__Dataset records__.
+ + + + +
//! Transfer primitives and state machine.
//!
//! A `Transfer` moves money between two accounts by writing a mirrored pair
//! of ledger entries. `pending` is the only non-terminal state: a transfer
//! leaves it exactly once, to `completed`, `failed` or `cancelled`, and
//! `processed_at` is stamped at that moment. Terminal states reject every
//! further transition.

use chrono::{DateTime, Utc};
use sea_orm::{ActiveValue, entity::prelude::*};
use uuid::Uuid;

use crate::{EngineError, Money, ResultEngine};

#[derive(Clone, Copy, Debug, PartialEq, Eq)]
pub enum TransferState {
    Pending,
    Completed,
    Failed,
    Cancelled,
}

impl TransferState {
    pub fn as_str(self) -> &'static str {
        match self {
            Self::Pending => "pending",
            Self::Completed => "completed",
            Self::Failed => "failed",
            Self::Cancelled => "cancelled",
        }
    }

    pub fn is_terminal(self) -> bool {
        !matches!(self, Self::Pending)
    }
}

impl TryFrom<&str> for TransferState {
    type Error = EngineError;

    fn try_from(value: &str) -> Result<Self, Self::Error> {
        match value {
            "pending" => Ok(Self::Pending),
            "completed" => Ok(Self::Completed),
            "failed" => Ok(Self::Failed),
            "cancelled" => Ok(Self::Cancelled),
            other => Err(EngineError::InvalidTransition(format!(
                "unknown transfer state: {other}"
            ))),
        }
    }
}

/// A peer-to-peer transfer between two accounts.
#[derive(Clone, Debug, PartialEq)]
pub struct Transfer {
    pub id: Uuid,
    pub reference: String,
    pub sender_id: i64,
    pub receiver_id: i64,
    pub amount: Money,
    pub memo: Option<String>,
    pub state: TransferState,
    pub created_at: DateTime<Utc>,
    pub processed_at: Option<DateTime<Utc>>,
    pub response_code: Option<String>,
    pub response_message: Option<String>,
}

impl Transfer {
    /// Creates a pending transfer, validating amount and participants.
    pub fn new(
        sender_id: i64,
        receiver_id: i64,
        amount: Money,
        memo: Option<String>,
    ) -> ResultEngine<Self> {
        if !amount.is_positive() {
            return Err(EngineError::InvalidAmount(
                "transfer amount must be > 0".to_string(),
            ));
        }
        if sender_id == receiver_id {
            return Err(EngineError::SelfTransfer);
        }

        let id = Uuid::new_v4();
        Ok(Self {
            id,
            reference: reference_for(id),
            sender_id,
            receiver_id,
            amount,
            memo,
            state: TransferState::Pending,
            created_at: Utc::now(),
            processed_at: None,
            response_code: None,
            response_message: None,
        })
    }

    /// Marks the transfer completed.
    pub fn complete(&mut self, at: DateTime<Utc>) -> ResultEngine<()> {
        self.ensure_pending()?;
        self.state = TransferState::Completed;
        self.processed_at = Some(at);
        Ok(())
    }

    /// Marks the transfer failed, recording the rejection detail.
    pub fn fail(
        &mut self,
        code: &str,
        message: impl Into<String>,
        at: DateTime<Utc>,
    ) -> ResultEngine<()> {
        self.ensure_pending()?;
        self.state = TransferState::Failed;
        self.processed_at = Some(at);
        self.response_code = Some(code.to_string());
        self.response_message = Some(message.into());
        Ok(())
    }

    /// Cancels the transfer. Only a pending transfer can be cancelled.
    pub fn cancel(&mut self, at: DateTime<Utc>) -> ResultEngine<()> {
        if self.state.is_terminal() {
            return Err(EngineError::NotCancellable(format!(
                "state is {}",
                self.state.as_str()
            )));
        }
        self.state = TransferState::Cancelled;
        self.processed_at = Some(at);
        Ok(())
    }

    fn ensure_pending(&self) -> ResultEngine<()> {
        if self.state.is_terminal() {
            return Err(EngineError::InvalidTransition(format!(
                "transfer already {}",
                self.state.as_str()
            )));
        }
        Ok(())
    }
}

/// Short human reference derived from the transfer id: `TR-` plus the first
/// eight hex digits, uppercased.
fn reference_for(id: Uuid) -> String {
    let hex = id.simple().to_string();
    format!("TR-{}", hex[..8].to_uppercase())
}

#[derive(Clone, Debug, PartialEq, DeriveEntityModel)]
#[sea_orm(table_name = "transfers")]
pub struct Model {
    #[sea_orm(primary_key, auto_increment = false)]
    pub id: Uuid,
    pub reference: String,
    pub sender_id: i64,
    pub receiver_id: i64,
    pub amount_minor: i64,
    pub memo: Option<String>,
    pub state: String,
    pub created_at: DateTimeUtc,
    pub processed_at: Option<DateTimeUtc>,
    pub response_code: Option<String>,
    pub response_message: Option<String>,
}

#[derive(Copy, Clone, Debug, EnumIter, DeriveRelation)]
pub enum Relation {
    #[sea_orm(
        belongs_to = "super::accounts::Entity",
        from = "Column::SenderId",
        to = "super::accounts::Column::Id",
        on_update = "NoAction",
        on_delete = "Cascade"
    )]
    Sender,
    #[sea_orm(
        belongs_to = "super::accounts::Entity",
        from = "Column::ReceiverId",
        to = "super::accounts::Column::Id",
        on_update = "NoAction",
        on_delete = "Cascade"
    )]
    Receiver,
}

impl ActiveModelBehavior for ActiveModel {}

impl From<&Transfer> for ActiveModel {
    fn from(transfer: &Transfer) -> Self {
        Self {
            id: ActiveValue::Set(transfer.id),
            reference: ActiveValue::Set(transfer.reference.clone()),
            sender_id: ActiveValue::Set(transfer.sender_id),
            receiver_id: ActiveValue::Set(transfer.receiver_id),
            amount_minor: ActiveValue::Set(transfer.amount.minor()),
            memo: ActiveValue::Set(transfer.memo.clone()),
            state: ActiveValue::Set(transfer.state.as_str().to_string()),
            created_at: ActiveValue::Set(transfer.created_at),
            processed_at: ActiveValue::Set(transfer.processed_at),
            response_code: ActiveValue::Set(transfer.response_code.clone()),
            response_message: ActiveValue::Set(transfer.response_message.clone()),
        }
    }
}

impl TryFrom<Model> for Transfer {
    type Error = EngineError;

    fn try_from(model: Model) -> Result<Self, Self::Error> {
        Ok(Self {
            id: model.id,
            reference: model.reference,
            sender_id: model.sender_id,
            receiver_id: model.receiver_id,
            amount: Money::new(model.amount_minor),
            memo: model.memo,
            state: TransferState::try_from(model.state.as_str())?,
            created_at: model.created_at,
            processed_at: model.processed_at,
            response_code: model.response_code,
            response_message: model.response_message,
        })
    }
}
+ + + + +
__Assignment__.
Copy out each record above exactly, leaving nothing out.

__Output below__.
//! Transfer primitives and state machine.
//!
//! A `Transfer` moves money between two accounts by writing a mirrored pair
//! of ledger entries. `pending` is the only non-terminal state: a transfer
//! leaves it exactly once, to `completed`, `failed` or `cancelled`, and
//! `processed_at` is stamped at that moment. Terminal states reject every
//! further transition.

use chrono::{DateTime, Utc};
use sea_orm::{ActiveValue, entity::prelude::*};
use uuid::Uuid;

use crate::{EngineError, Money, ResultEngine};

#[derive(Clone, Copy, Debug, PartialEq, Eq)]
pub enum TransferState {
    Pending,
    Completed,
    Failed,
    Cancelled,
}

impl TransferState {
    pub fn as_str(self) -> &'static str {
        match self {
            Self::Pending => "pending",
            Self::Completed => "completed",
            Self::Failed => "failed",
            Self::Cancelled => "cancelled",
        }
    }

    pub fn is_terminal(self) -> bool {
        !matches!(self, Self::Pending)
    }
}

impl TryFrom<&str> for TransferState {
    type Error = EngineError;

    fn try_from(value: &str) -> Result<Self, Self::Error> {
        match value {
            "pending" => Ok(Self::Pending),
            "completed" => Ok(Self::Completed),
            "failed" => Ok(Self::Failed),
            "cancelled" => Ok(Self::Cancelled),
            other => Err(EngineError::InvalidTransition(format!(
                "unknown transfer state: {other}"
            ))),
        }
    }
}

/// A peer-to-peer transfer between two accounts.
#[derive(Clone, Debug, PartialEq)]
pub struct Transfer {
    pub id: Uuid,
    pub reference: String,
    pub sender_id: i64,
    pub receiver_id: i64,
    pub amount: Money,
    pub memo: Option<String>,
    pub state: TransferState,
    pub created_at: DateTime<Utc>,
    pub processed_at: Option<DateTime<Utc>>,
    pub response_code: Option<String>,
    pub response_message: Option<String>,
}

impl Transfer {
    /// Creates a pending transfer, validating amount and participants.
    pub fn new(
        sender_id: i64,
        receiver_id: i64,
        amount: Money,
        memo: Option<String>,
    ) -> ResultEngine<Self> {
        if !amount.is_positive() {
            return Err(EngineError::InvalidAmount(
                "transfer amount must be > 0".to_string(),
            ));
        }
        if sender_id == receiver_id {
            return Err(EngineError::SelfTransfer);
        }

        let id = Uuid::new_v4();
        Ok(Self {
            id,
            reference: reference_for(id),
            sender_id,
            receiver_id,
            amount,
            memo,
            state: TransferState::Pending,
            created_at: Utc::now(),
            processed_at: None,
            response_code: None,
            response_message: None,
        })
    }

    /// Marks the transfer completed.
    pub fn complete(&mut self, at: DateTime<Utc>) -> ResultEngine<()> {
        self.ensure_pending()?;
        self.state = TransferState::Completed;
        self.processed_at = Some(at);
        Ok(())
    }

    /// Marks the transfer failed, recording the rejection detail.
    pub fn fail(
        &mut self,
        code: &str,
        message: impl Into<String>,
        at: DateTime<Utc>,
    ) -> ResultEngine<()> {
        self.ensure_pending()?;
        self.state = TransferState::Failed;
        self.processed_at = Some(at);
        self.response_code = Some(code.to_string());
        self.response_message = Some(message.into());
        Ok(())
    }

    /// Cancels the transfer. Only a pending transfer can be cancelled.
    pub fn cancel(&mut self, at: DateTime<Utc>) -> ResultEngine<()> {
        if self.state.is_terminal() {
            return Err(EngineError::NotCancellable(format!(
                "state is {}",
                self.state.as_str()
            )));
        }
        self.state = TransferState::Cancelled;
        self.processed_at = Some(at);
        Ok(())
    }

    fn ensure_pending(&self) -> ResultEngine<()> {
        if self.state.is_terminal() {
            return Err(EngineError::InvalidTransition(format!(
                "transfer already {}",
                self.state.as_str()
            )));
        }
        Ok(())
    }
}

/// Short human reference derived from the transfer id: `TR-` plus the first
/// eight hex digits, uppercased.
fn reference_for(id: Uuid) -> String {
    let hex = id.simple().to_string();
    format!("TR-{}", hex[..8].to_uppercase())
}

#[derive(Clone, Debug, PartialEq, DeriveEntityModel)]
#[sea_orm(table_name = "transfers")]
pub struct Model {
    #[sea_orm(primary_key, auto_increment = false)]
    pub id: Uuid,
    pub reference: String,
    pub sender_id: i64,
    pub receiver_id: i64,
    pub amount_minor: i64,
    pub memo: Option<String>,
    pub state: String,
    pub created_at: DateTimeUtc,
    pub processed_at: Option<DateTimeUtc>,
    pub response_code: Option<String>,
    pub response_message: Option<String>,
}

#[derive(Copy, Clone, Debug, EnumIter, DeriveRelation)]
pub enum Relation {
    #[sea_orm(
        belongs_to = "super::accounts::Entity",
        from = "Column::SenderId",
        to = "super::accounts::Column::Id",
        on_update = "NoAction",
        on_delete = "Cascade"
    )]
    Sender,
    #[sea_orm(
        belongs_to = "super::accounts::Entity",
        from = "Column::ReceiverId",
        to = "super::accounts::Column::Id",
        on_update = "NoAction",
        on_delete = "Cascade"
    )]
    Receiver,
}

impl ActiveModelBehavior for ActiveModel {}

impl From<&Transfer> for ActiveModel {
    fn from(transfer: &Transfer) -> Self {
        Self {
            id: ActiveValue::Set(transfer.id),
            reference: ActiveValue::Set(transfer.reference.clone()),
            sender_id: ActiveValue::Set(transfer.sender_id),
            receiver_id: ActiveValue::Set(transfer.receiver_id),
            amount_minor: ActiveValue::Set(transfer.amount.minor()),
            memo: ActiveValue::Set(transfer.memo.clone()),
            state: ActiveValue::Set(transfer.state.as_str().to_string()),
            created_at: ActiveValue::Set(transfer.created_at),
            processed_at: ActiveValue::Set(transfer.processed_at),
            response_code: ActiveValue::Set(transfer.response_code.clone()),
            response_message: ActiveValue::Set(transfer.response_message.clone()),
        }
    }
}

impl TryFrom<Model> for Transfer {
    type Error = EngineError;

    fn try_from(model: Model) -> Result<Self, Self::Error> {
        Ok(Self {
            id: model.id,
            reference: model.reference,
            sender_id: model.sender_id,
            receiver_id: model.receiver_id,
            amount: Money::new(model.amount_minor),
            memo: model.memo,
            state: TransferState::try_from(model.state.as_str())?,
            created_at: model.created_at,
            processed_at: model.processed_at,
            response_code: model.response_code,
            response_message: model.response_message,
        })
    }
}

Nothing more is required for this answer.